In [1]:
# code for loading the format for the notebook
import os

# path : store the current path to convert back to it later
path = os.getcwd()
os.chdir(os.path.join('..', 'notebook_format'))
from formats import load_style
In [2]:

# 1. magic for inline plot
# 2. magic to print version
# 3. magic so that the notebook will reload external python modules
# 4. magic to enable retina (high resolution) plots
%matplotlib inline
%load_ext watermark
%load_ext autoreload
%autoreload 2
%config InlineBackend.figure_format = 'retina'

import warnings
import numpy as np
import pandas as pd
import matplotlib.pyplot as plt
from scipy.stats import chi2_contingency
from sklearn.linear_model import LinearRegression
from sklearn.metrics import r2_score, mean_squared_error

%watermark -a 'Ethen' -d -t -v -p scipy,numpy,pandas,sklearn,matplotlib
Ethen 2017-12-23 09:28:58 

CPython 3.5.2
IPython 6.2.1

scipy 1.0.0
numpy 1.13.3
pandas 0.20.3
sklearn 0.19.1
matplotlib 2.1.0


Many machine learning models have either some inherent internal ranking of features or it is not extremely complicated to generate/access the ranking from the structure of the model. This document discusses the issue of multicollinearity, i.e. how multicollinearity can affect the feature ranking and potential methods that can be used to address them. As we'll be looking at the coefficients of linear regression model for selecting and interpreting features, the next section contains a introduction to this method/algorithm.

Linear Regression

Unlike a lot of other tutorials, we'll introduce linear regression from a maximum likelihood perspective. The principle of maximum likelihood is at the heart of machine learning. It guides us to find the best model in a search space of all models. In simple terms, Maximum Likelihood Estimation (MLE) lets us choose a model (parameters) that explains the data (training set) better than all other models.

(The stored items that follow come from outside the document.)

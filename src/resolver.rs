//! Profile resolver -- merges generator-declared param defaults with TOML
//! profile overrides into an immutable [`ResolvedParams`] map.
//!
//! Built once at startup and shared by every [`ProgramBuilder`] of the run.
//!
//! [`ProgramBuilder`]: crate::builder::ProgramBuilder

use std::collections::HashMap;
use std::sync::OnceLock;

use tracing::warn;

use crate::catalog::Catalog;
use crate::rule::{Param, ParamValue, Params, WEIGHT_PARAM};

// ---------------------------------------------------------------------------
// RuleOverrides (TOML-deserializable)
// ---------------------------------------------------------------------------

/// Per-generator parameter overrides loaded from a TOML `[rules]` section.
///
/// ```toml
/// [rules.property_retrieval]
/// use_known = 0.95
/// weight = 20
///
/// [rules.object]
/// properties = [0, 4]
/// ```
pub type RuleOverrides = HashMap<String, HashMap<String, toml::Value>>;

// ---------------------------------------------------------------------------
// ResolvedParams
// ---------------------------------------------------------------------------

/// Map from generator name to its resolved parameter bag.
#[derive(Debug, Clone, Default)]
pub struct ResolvedParams {
    inner: HashMap<String, Params>,
}

impl ResolvedParams {
    pub fn new() -> Self {
        Self::default()
    }

    /// Insert resolved params for a generator.
    pub fn insert(&mut self, name: impl Into<String>, params: Params) {
        self.inner.insert(name.into(), params);
    }

    pub fn get(&self, name: &str) -> Option<&Params> {
        self.inner.get(name)
    }

    /// The resolved params for the named generator, or an empty bag.
    pub fn for_rule(&self, name: &str) -> &Params {
        static EMPTY: OnceLock<Params> = OnceLock::new();
        self.inner
            .get(name)
            .unwrap_or_else(|| EMPTY.get_or_init(Params::default))
    }
}

// ---------------------------------------------------------------------------
// Resolution
// ---------------------------------------------------------------------------

/// Build [`ResolvedParams`] for every generator in `catalog`.
///
/// Each generator gets its declared defaults plus the implicit `weight`
/// count, then any TOML overrides on top. Unknown generator names or param
/// keys are warned about and ignored.
pub fn resolve(catalog: &Catalog, overrides: Option<&RuleOverrides>) -> ResolvedParams {
    let mut map = HashMap::new();

    for generator in catalog.iter() {
        let name = generator.name();
        let mut declared = generator.params();
        declared.push(Param::count(WEIGHT_PARAM, generator.default_weight()));
        let params = resolve_one(name, &declared, overrides.and_then(|o| o.get(name)));
        map.insert(name.to_string(), params);
    }

    if let Some(overrides) = overrides {
        for name in overrides.keys() {
            if !catalog.contains(name) {
                warn!(generator = %name, "unknown generator in profile overrides (ignored)");
            }
        }
    }

    ResolvedParams { inner: map }
}

fn resolve_one(
    name: &str,
    declared: &[Param],
    overrides: Option<&HashMap<String, toml::Value>>,
) -> Params {
    let mut params = Params::from_iter(declared.iter().map(|d| (d.name, d.default.clone())));

    let Some(overrides) = overrides else {
        return params;
    };

    for (key, value) in overrides {
        let Some(decl) = declared.iter().find(|d| d.name == key.as_str()) else {
            warn!(generator = name, param = %key, "unknown param in profile (ignored)");
            continue;
        };

        match convert_toml_value(value) {
            Some(pv) if same_kind(&pv, &decl.default) => params.insert(decl.name, pv),
            _ => {
                warn!(
                    generator = name,
                    param = %key,
                    value = %value,
                    "cannot use TOML value for param (ignored)"
                );
            }
        }
    }

    params
}

fn same_kind(a: &ParamValue, b: &ParamValue) -> bool {
    std::mem::discriminant(a) == std::mem::discriminant(b)
}

/// Convert a [`toml::Value`] to a [`ParamValue`].
///
/// - Float -> Probability
/// - Integer -> Count
/// - Boolean -> Flag
/// - Array of exactly 2 integers -> Range
fn convert_toml_value(value: &toml::Value) -> Option<ParamValue> {
    match value {
        toml::Value::Float(f) => Some(ParamValue::Probability(*f)),
        toml::Value::Integer(i) => usize::try_from(*i).ok().map(ParamValue::Count),
        toml::Value::Boolean(b) => Some(ParamValue::Flag(*b)),
        toml::Value::Array(arr) if arr.len() == 2 => {
            let lo = arr[0].as_integer().and_then(|i| usize::try_from(i).ok())?;
            let hi = arr[1].as_integer().and_then(|i| usize::try_from(i).ok())?;
            Some(ParamValue::Range(lo, hi))
        }
        _ => None,
    }
}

Maximum Likelihood - Primer

The process of sampling from a normal distribution is expressed as, $x \sim \mathcal{N}(\mu, \sigma^{2})$. $x$ is a random variable sampled or generated or simulated from the gaussian distribution. As we sample from this distribution, most samples will fall around the center, near the mean, because of higher probability density in the center.

Let's consider 3 data points, $y1=1,y2=0.5,y3=1.5$, which are independent and drawn from a gaussian with unknown mean $\theta$ and constant variance of 1. Suppose we now have two choices for $\theta$: {1, 2.5}. Which one should we choose? Which model $\theta$ would explain the data better? In general, any data point drawn from a gaussian with mean $\theta$ and and variance 1, can be written as,

$$ \begin{align} y_i \sim \mathcal{N}(\theta, 1) = \theta + \mathcal{N}(0,1) \end{align} $$

This can be read as $\theta$ the mean, shifts the center of the standard normal distribution ($\mu = 0$ and $\sigma^2=1$) The likelihood of data (y1,y2,y3) having been drawn from $\mathcal{N}(\theta,1)$, can be expressed as:

$$ \begin{align} P(y1,y2,y3 \vert \theta) = P(y1 \vert \theta) P(y2 \vert \theta) P(y3 \vert \theta) \end{align} $$

as the data points are assumed to be independent of one another.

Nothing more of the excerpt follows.